En estos días, queridos amigos, he vuelto a pensar también en la experiencia que viví en Sydney, donde encontré los rostros alegres de tantos muchachos y muchachas de todas las partes del mundo. Y así ha madurado en mí una reflexión sobre este acontecimiento que quisiera compartir con vosotros. En la gran metrópoli de la joven nación australiana aquellos jóvenes fueron un signo de alegría auténtica, a veces rumorosa pero siempre pacífica y positiva. A pesar de que fueron tantos, no causaron desórdenes ni ningún daño. Para estar alegres no necesitaron recurrir a modos descomedidos y violentos, al alcohol y a sustancias estupefacientes. Reinaba en ellos la alegría de encontrase y descubrir juntos un mundo nuevo. ¿Cómo no hacer una comparación con sus coetáneos que, en busca de falsas evasiones, consuman experiencias degradantes que desembocan no raramente en tragedias desconcertantes? Este es un producto típico de la llamada actualmente "sociedad del bienestar" que, para colmar un vacío interior y el aburrimiento que lo acompaña, induce a probar experiencias nuevas, más emocionantes, más "extremas". Incluso las vacaciones corren así el riesgo de disiparse siguiendo en vano espejismos de placer. Pero de este modo el espíritu no reposa, el corazón no experimenta alegría y no halla paz, al contrario, termina por estar todavía más cansado y triste que antes. Me he referido a los jóvenes, porque son los más sedientos de vida y experiencias nuevas, y por ello también los que corren mayor riesgo. Pero la reflexión vale para todos nosotros: la persona humana se regenera verdaderamente sólo en la relación con Dios, y a Dios se le encuentra aprendiendo a escuchar su voz en la quietud interior y en el silencio (cf. 1R 19, 12).

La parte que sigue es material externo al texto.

#[cfg(test)]
mod tests {
    use std::sync::atomic::{AtomicUsize, Ordering};

    use parking_lot::Mutex;
    use prometheus::{Gauge, HistogramOpts};

    use super::*;
    use crate::collector::local::{MemoryStore, NameIndex, TotalCounts};
    use tokio::sync::mpsc;

    use crate::collector::logger::SinkSender;
    use crate::collector::{
        CollectionTimings, ConnectionErrors, CostRollupSettings, Endpoint, EndpointRegistry,
        InstanceMeta, Metric, MetricValue, PollLogger, PollState, PollStatus, SinkChannels,
        SuggestedNames,
    };
    use crate::pipeline::Snapshot;

    fn hist(name: &str) -> Histogram {
        Histogram::with_opts(HistogramOpts::new(name, "test")).expect("histogram")
    }

    /// Answers every poll with a fixed metric list and records who was polled.
    struct FakePoller {
        polled: Mutex<Vec<String>>,
    }

    impl Poller for FakePoller {
        async fn poll<L: PollLogger + Send>(
            &self,
            endpoint: &Endpoint,
            sweep_start: SystemTime,
            _port: u16,
            logger: &mut L,
        ) {
            self.polled.lock().push(endpoint.host_name().to_string());
            let old = PollState::new(PollStatus::Polling, sweep_start);
            let new = old.with_status(PollStatus::Synced);
            let metrics = vec![Metric::new("/x", MetricValue::Int(1))];
            let result = logger.log_response(endpoint, &metrics, sweep_start);
            logger.log_state_change(endpoint, &old, &new);
            logger.log_error(endpoint, result.as_ref().err(), &new);
        }
    }

    struct CountingChecker(AtomicUsize);

    impl MemoryChecker for CountingChecker {
        fn check(&self) {
            self.0.fetch_add(1, Ordering::SeqCst);
        }
    }

    fn collector(
        interval: Duration,
        regex: Option<Regex>,
    ) -> (Collector<FakePoller>, Arc<MemoryStore>) {
        collector_with(
            FakePoller {
                polled: Mutex::new(Vec::new()),
            },
            interval,
            regex,
            "collector-host",
            vec![
                Endpoint::new("host-b", 1, "app", "json"),
                Endpoint::new("host-a", 1, "app", "json"),
            ],
            SinkChannels::default(),
            SinkSettings::default(),
        )
    }

    fn collector_with<P: Poller>(
        poller: P,
        interval: Duration,
        regex: Option<Regex>,
        self_host: &str,
        seed: Vec<Endpoint>,
        sinks: SinkChannels,
        settings: SinkSettings,
    ) -> (Collector<P>, Arc<MemoryStore>) {
        let store = Arc::new(MemoryStore::new());
        let shared = Arc::new(Shared {
            registry: Arc::new(EndpointRegistry::new(store.clone(), seed)),
            connection_errors: Arc::new(ConnectionErrors::new()),
            timings: CollectionTimings {
                collection_times: hist("collection_times"),
                by_protocol: HashMap::new(),
                changed_metrics: hist("changed_metrics"),
            },
            name_adder: Arc::new(NameIndex::new()),
            suggested: SuggestedNames::new(),
            total_counts: Arc::new(TotalCounts::new(
                Gauge::new("total", "test").expect("gauge"),
            )),
            inventory_queue: Some(Arc::new(crate::queue::KeyedQueue::new())),
            sinks,
        });
        let config = SweepConfig {
            interval,
            self_host: self_host.to_string(),
            self_name: "sweepline".to_string(),
            self_port: 6980,
            inventory_regex: regex,
            sinks: settings,
        };
        let collector = Collector::new(
            poller,
            shared,
            Arc::new(EndpointObservations::new()),
            Arc::new(CountingChecker(AtomicUsize::new(0))),
            hist("sweep_duration"),
            config,
        );
        (collector, store)
    }

    /// Aligned to a 60s bucket boundary.
    const T0: u64 = 1_700_000_040;

    /// Logs one sample at T0 and one at T0+60, closing every 60s window.
    struct RolloverPoller;

    impl Poller for RolloverPoller {
        async fn poll<L: PollLogger + Send>(
            &self,
            endpoint: &Endpoint,
            _sweep_start: SystemTime,
            _port: u16,
            logger: &mut L,
        ) {
            for offset in [0, 60] {
                let ts = SystemTime::UNIX_EPOCH + Duration::from_secs(T0 + offset);
                let metrics = vec![Metric::new("/sys/cpu/user", MetricValue::Float(10.0))];
                if let Err(e) = logger.log_response(endpoint, &metrics, ts) {
                    panic!("response rejected: {e:#}");
                }
            }
        }
    }

    fn instance_endpoint(host: &str, instance_id: &str) -> Endpoint {
        Endpoint::new(host, 1, "app", "json").with_instance(InstanceMeta {
            instance_id: instance_id.to_string(),
            ..InstanceMeta::default()
        })
    }

    fn filler() -> Snapshot {
        Snapshot {
            instance_id: "filler".to_string(),
            account_id: String::new(),
            region: String::new(),
            host_name: String::new(),
            window_start: SystemTime::UNIX_EPOCH,
            window: Duration::from_secs(60),
            sample_count: 1,
            cpu_used_percent: Default::default(),
            memory_used_percent: Default::default(),
            memory_total: 0,
            fss: Default::default(),
        }
    }

    #[tokio::test]
    async fn test_sweep_polls_every_active_endpoint() {
        let (mut collector, store) = collector(Duration::from_secs(60), None);

        collector.sweep().await;

        let mut polled = collector.poller.polled.lock().clone();
        polled.sort();
        assert_eq!(polled, vec!["host-a", "host-b"]);
        assert_eq!(collector.sweep_duration.get_sample_count(), 1);
        let key = EndpointKey {
            host_name: "host-a".to_string(),
            port: 1,
        };
        assert_eq!(store.latest(&key, "/x"), Some(MetricValue::Int(1)));
        assert_eq!(collector.endpoint_data.len(), 2);
    }

    #[test]
    fn test_inventory_regex_filter() {
        let regex = Regex::new("^prod-").expect("regex");
        let (collector, _) = collector(Duration::from_secs(60), Some(regex));
        assert!(collector.inventory_enabled("prod-1"));
        assert!(!collector.inventory_enabled("dev-1"));

        let (unfiltered, _) = self::collector(Duration::from_secs(60), None);
        assert!(unfiltered.inventory_enabled("dev-1"));
    }

    #[tokio::test]
    async fn test_run_self_registers_and_stops() {
        let (collector, _) = collector(Duration::from_millis(10), None);
        let registry = Arc::clone(&collector.shared.registry);
        let cancel = CancellationToken::new();
        let task = tokio::spawn(collector.run(cancel.clone()));

        let mut registered = false;
        for _ in 0..200 {
            let (active, _) = registry.all_active_with_store();
            if active.iter().any(|e| e.host_name() == "collector-host") {
                registered = true;
                break;
            }
            tokio::time::sleep(Duration::from_millis(5)).await;
        }

        cancel.cancel();
        task.await.expect("collector should stop cleanly");
        assert!(registered, "collector should register itself");
    }

    #[tokio::test]
    async fn test_run_without_host_name_skips_self_registration() {
        let (collector, _) = collector_with(
            FakePoller {
                polled: Mutex::new(Vec::new()),
            },
            Duration::from_millis(10),
            None,
            "",
            vec![
                Endpoint::new("host-b", 1, "app", "json"),
                Endpoint::new("host-a", 1, "app", "json"),
            ],
            SinkChannels::default(),
            SinkSettings::default(),
        );
        let registry = Arc::clone(&collector.shared.registry);
        let cancel = CancellationToken::new();
        let task = tokio::spawn(collector.run(cancel.clone()));

        tokio::time::sleep(Duration::from_millis(100)).await;
        cancel.cancel();
        task.await.expect("collector should stop cleanly");

        let (active, _) = registry.all_active_with_store();
        let mut hosts: Vec<_> = active.iter().map(|e| e.host_name().to_string()).collect();
        hosts.sort();
        assert_eq!(hosts, vec!["host-a", "host-b"]);
    }

    #[tokio::test]
    async fn test_full_sink_channel_stalls_sweep_without_loss() {
        let (tx, mut rx) = mpsc::channel(1);
        tx.try_send(filler()).expect("channel starts with room");
        let sinks = SinkChannels {
            billing: Some(SinkSender::new(
                "billing",
                tx,
                Gauge::new("len", "test").expect("gauge"),
            )),
            ..SinkChannels::default()
        };
        let settings = SinkSettings {
            billing_window: Some(Duration::from_secs(60)),
            ..SinkSettings::default()
        };
        let (mut collector, _) = collector_with(
            RolloverPoller,
            Duration::from_secs(60),
            None,
            "",
            vec![instance_endpoint("host-a", "i-a"), instance_endpoint("host-b", "i-b")],
            sinks,
            settings,
        );

        let task = tokio::spawn(async move {
            collector.sweep().await;
        });

        tokio::time::sleep(Duration::from_millis(50)).await;
        assert!(!task.is_finished(), "sweep should wait on the full channel");

        assert_eq!(rx.recv().await.expect("filler").instance_id, "filler");
        let mut ids = vec![
            rx.recv().await.expect("first snapshot").instance_id,
            rx.recv().await.expect("second snapshot").instance_id,
        ];
        task.await.expect("sweep finishes once drained");
        ids.sort();
        assert_eq!(ids, vec!["i-a", "i-b"]);
        assert!(rx.try_recv().is_err());
    }

    #[tokio::test]
    async fn test_one_sample_closes_all_three_windows() {
        let (cost_tx, mut cost_rx) = mpsc::channel(4);
        let (billing_tx, mut billing_rx) = mpsc::channel(4);
        let (cloud_tx, mut cloud_rx) = mpsc::channel(4);
        let len = || Gauge::new("len", "test").expect("gauge");
        let sinks = SinkChannels {
            cost_rollup: Some(SinkSender::new("cost_rollup", cost_tx, len())),
            billing: Some(SinkSender::new("billing", billing_tx, len())),
            cloud_metrics: Some(SinkSender::new("cloud_metrics", cloud_tx, len())),
        };
        let settings = SinkSettings {
            cost_rollup: Some(CostRollupSettings {
                window: Duration::from_secs(60),
                retention: Duration::from_secs(3600),
                state_dir: None,
            }),
            billing_window: Some(Duration::from_secs(60)),
            cloud_metrics_window: Some(Duration::from_secs(60)),
        };
        let (mut collector, _) = collector_with(
            RolloverPoller,
            Duration::from_secs(60),
            None,
            "",
            vec![instance_endpoint("host-a", "i-a")],
            sinks,
            settings,
        );

        collector.sweep().await;

        let batch = cost_rx.try_recv().expect("cost rollup batch");
        assert_eq!(batch.len(), 1);
        assert_eq!(batch[0].instance_id, "i-a");
        assert_eq!(billing_rx.try_recv().expect("billing").instance_id, "i-a");
        assert_eq!(cloud_rx.try_recv().expect("cloud metrics").instance_id, "i-a");
        assert!(cost_rx.try_recv().is_err());
        assert!(billing_rx.try_recv().is_err());
        assert!(cloud_rx.try_recv().is_err());
    }
}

Recemos para que en una sociedad en la que se corre cada vez más, las vacaciones sean días de verdadera distensión durante los cuales se sepa sacar momentos para el recogimiento y la oración, indispensables para encontrarse profundamente a sí mismos y a los demás. Lo pedimos por intercesión de María santísima, Virgen del silencio y de la escucha.